SV GRAMBKE-OSL. – HABENHAUSEN

Oberliga Nordsee Männer: Die Rollen sind vor dem Lokalderby klar verteilt: Der Fast-Aufsteiger ATSV Habenhausen gibt seine Visitenkarte beim Fast-Absteiger SV Grambke-Oslebshausen ab – der Tabellenführer logiert beim Drittletzten. Das Duell der beiden ungleichen Vertreter hatte schon im Hinspiel zu einem klaren 34:23-Sieg der Weiß-Blauen aus dem Bremer Süden geführt.
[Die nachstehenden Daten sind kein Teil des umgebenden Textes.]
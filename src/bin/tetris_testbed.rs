//! CLI entry point for the headless Tetris testbed.

use anyhow::{Context, Result};
use clap::Parser;
use std::path::PathBuf;
use tetris_testbed::{run_headless, TestbedConfig};

#[derive(Parser)]
#[command(name = "tetris-testbed")]
#[command(about = "Drop tetrominoes on a tiled floor and report broad-phase tree statistics")]
struct Cli {
    /// Path to a TOML config file (defaults are used when omitted)
    config: Option<PathBuf>,
    /// Override the number of frames to run
    #[arg(long)]
    steps: Option<u64>,
    /// Override the piece generator seed
    #[arg(long)]
    seed: Option<u64>,
    /// Write per-step statistics as JSON lines to this path
    #[arg(long)]
    stats: Option<PathBuf>,
}

fn main() -> Result<()> {
    env_logger::Builder::from_env(env_logger::Env::default().default_filter_or("info")).init();

    let cli = Cli::parse();
    let mut config = match &cli.config {
        Some(path) => TestbedConfig::load(path)
            .with_context(|| format!("loading config from {}", path.display()))?,
        None => TestbedConfig::default(),
    };

    if let Some(steps) = cli.steps {
        config.steps = steps;
    }
    if let Some(seed) = cli.seed {
        config.scene.seed = seed;
    }
    if let Some(stats) = cli.stats {
        config.stats_path = Some(stats);
    }

    let summary = match run_headless(&config) {
        Ok(summary) => summary,
        Err(e) => {
            log::error!("[main] Run failed: {}", e);
            return Err(e).context("running tetris testbed");
        }
    };

    log::info!(
        "[main] Done: {} frames, {} simulated, {} pieces, final tree height {} (min {})",
        summary.frames,
        summary.steps_simulated,
        summary.pieces,
        summary.last.tree_height,
        summary.last.minimum_height
    );
    Ok(())
}
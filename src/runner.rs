//! Headless runner
//!
//! Drives the Tetris scene for a fixed number of frames without a window:
//! scripted key presses stand in for the keyboard, the log stands in for the
//! screen, and step statistics can be written as JSON lines.

use crate::debug_draw::log_lines;
use crate::error::TestbedResult;
use crate::input::KeyCode;
use crate::scene::{create_tetris_scene, handle_key, step_tetris_scene};
use crate::stats::{StatsRecorder, StepStats};
use crate::TestbedConfig;
use serde::{Deserialize, Serialize};

/// A key press delivered before frame `step` is simulated
#[derive(Debug, Clone, PartialEq, Eq, Serialize, Deserialize)]
pub struct ScriptedKey {
    pub step: u64,
    pub key: KeyCode,
}

/// Outcome of a headless run
#[derive(Debug, Clone, PartialEq, Eq)]
pub struct RunSummary {
    /// Frames driven, paused ones included
    pub frames: u64,
    /// Frames that actually advanced the simulation
    pub steps_simulated: u64,
    pub pieces: usize,
    pub last: StepStats,
}

/// Run the scene described by `config` to completion
pub fn run_headless(config: &TestbedConfig) -> TestbedResult<RunSummary> {
    config.validate()?;

    let mut script: Vec<(u64, KeyCode)> = config
        .script
        .iter()
        .map(|entry| (entry.step, entry.key))
        .collect();
    script.sort_by_key(|(step, _)| *step);

    let mut settings = config.settings.clone();
    let mut scene = create_tetris_scene(&config.scene, &settings)?;
    let mut recorder = match &config.stats_path {
        Some(path) => Some(StatsRecorder::create(path)?),
        None => None,
    };

    log::info!(
        "[runner::run_headless] Running {} frames at {} Hz",
        config.steps,
        settings.hz
    );

    let mut last = StepStats::default();
    let mut next_key = 0;
    for frame in 0..config.steps {
        while let Some(&(step, key)) = script.get(next_key) {
            if step > frame {
                break;
            }
            if let Some(action) = handle_key(&mut scene, &mut settings, &config.bindings, key)? {
                log::debug!("[runner::run_headless] frame {}: {:?}", frame, action);
            }
            next_key += 1;
        }

        last = step_tetris_scene(&mut scene, &mut settings)?;

        if frame % config.log_every == 0 {
            log::info!(
                "[runner::run_headless] step {}: tree height {} (min {}), {} proxies, {} pieces",
                last.step,
                last.tree_height,
                last.minimum_height,
                last.proxy_count,
                last.piece_count
            );
            log_lines(&scene.testbed.draw);
        }

        if let Some(recorder) = recorder.as_mut() {
            recorder.record(&last)?;
        }
    }

    if let Some(recorder) = recorder.as_mut() {
        recorder.flush()?;
    }

    Ok(RunSummary {
        frames: config.steps,
        steps_simulated: scene.testbed.step_count,
        pieces: scene.pieces.len(),
        last,
    })
}
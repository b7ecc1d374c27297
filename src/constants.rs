//! Testbed and Tetris scene constants
//!
//! Single source of truth for the numbers the scene is built from.

/// Testbed host defaults
pub mod testbed {
    /// Simulation frequency (steps per second)
    pub const DEFAULT_HZ: f32 = 60.0;

    /// Solver iterations per step
    pub const DEFAULT_VELOCITY_ITERATIONS: usize = 8;

    /// Gravity applied to every dynamic body
    pub const DEFAULT_GRAVITY: [f32; 2] = [0.0, -10.0];

    /// Headless run length when nothing else is configured
    pub const DEFAULT_STEPS: u64 = 600;

    /// How often (in steps) the debug text is flushed to the log
    pub const DEFAULT_LOG_EVERY: u64 = 60;

    /// Slack added around moving proxies before the tree has to refit them
    pub const PROXY_AABB_MARGIN: f32 = 0.1;
}

/// Debug text layout
pub mod text {
    /// Vertical position of the first text line
    pub const TEXT_LINE_START: i32 = 30;

    /// Vertical advance between text lines
    pub const DRAW_STRING_NEW_LINE: i32 = 16;

    /// Left margin for scene text
    pub const TEXT_MARGIN_X: i32 = 5;
}

/// Tetris scene geometry and materials
pub mod tetris {
    /// Half extent of a floor tile
    pub const GROUND_HALF_EXTENT: f32 = 0.5;

    /// Floor tiles per row
    pub const GROUND_COLUMNS: u32 = 200;

    /// Floor rows
    pub const GROUND_ROWS: u32 = 10;

    /// Half extent of one tetromino block
    pub const BLOCK_SIZE: f32 = 0.5;

    /// Where every new piece appears
    pub const SPAWN_POSITION: [f32; 2] = [0.0, 40.0];

    pub const PIECE_DENSITY: f32 = 5.0;
    pub const PIECE_RESTITUTION: f32 = 0.25;
    pub const PIECE_FRICTION: f32 = 0.5;

    /// Floor fixtures are massless
    pub const GROUND_DENSITY: f32 = 0.0;

    /// Floor tile friction, lower than the pieces'
    pub const GROUND_FRICTION: f32 = 0.2;

    /// Maximum number of pieces alive at once
    pub const MAX_PIECES: usize = 20;

    /// Consecutive settled steps before the next piece drops
    pub const SETTLE_STEPS: u32 = 30;

    /// Linear/angular speed under which a piece counts as settled
    pub const SETTLE_SPEED: f32 = 0.05;

    /// Seed used when random pieces are requested without one
    pub const DEFAULT_SEED: u64 = 0x7E7_215;
}
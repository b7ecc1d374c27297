//! Input operations - key-to-action mapping

use super::input_data::{InputAction, KeyBindings};
use winit::keyboard::KeyCode;

/// Action bound to `key`, if any. Earlier bindings win when a key is bound
/// twice.
pub fn map_key(bindings: &KeyBindings, key: KeyCode) -> Option<InputAction> {
    let table = [
        (bindings.move_left, InputAction::MoveLeft),
        (bindings.move_right, InputAction::MoveRight),
        (bindings.rotate, InputAction::Rotate),
        (bindings.spawn, InputAction::Spawn),
        (bindings.pause, InputAction::TogglePause),
        (bindings.single_step, InputAction::SingleStep),
        (bindings.restart, InputAction::Restart),
    ];

    table
        .iter()
        .find(|(bound, _)| *bound == key)
        .map(|(_, action)| *action)
}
Dem Gastgeber wäre zwar durchaus zuzutrauen, das Stadtduell zumindest phasenweise offen gestalten zu können, über die gesamte Spieldauer aber wohl eher nicht. Da reicht auch der erste Punktgewinn dieses Jahres in Cloppenburg nicht als Argumentationshilfe aus. „Wir brauchen über einen möglichen Sieg nicht lange nachzudenken“, meint SVGO-Trainer Boris Linnemann. Trotzdem will sein Team den Zuschauern ein ansehnliches und sportlich faires Derby liefern. „Wir werden 60 Minuten kämpfen, um das Spiel lange Zeit interessant gestalten zu können.“ Böse Neuigkeiten gibt es von der Verletztenfront des SV Grambke-Oslebshausen, denn der zunächst diagnostizierte Muskelfaserriss bei Convan Klamkormjitt stellte sich mittlerweile als Wadenbeinbruch heraus. Till Tietje hat sich derweil eine Schultereckgelenkssprengung zugezogen. Für beide Spieler ist die Saison damit beendet. Gaalt Henschel möchte dagegen nach seiner Aushilfe in Cloppenburg jetzt auch gegen Habenhausen wieder mit von der Partie sein.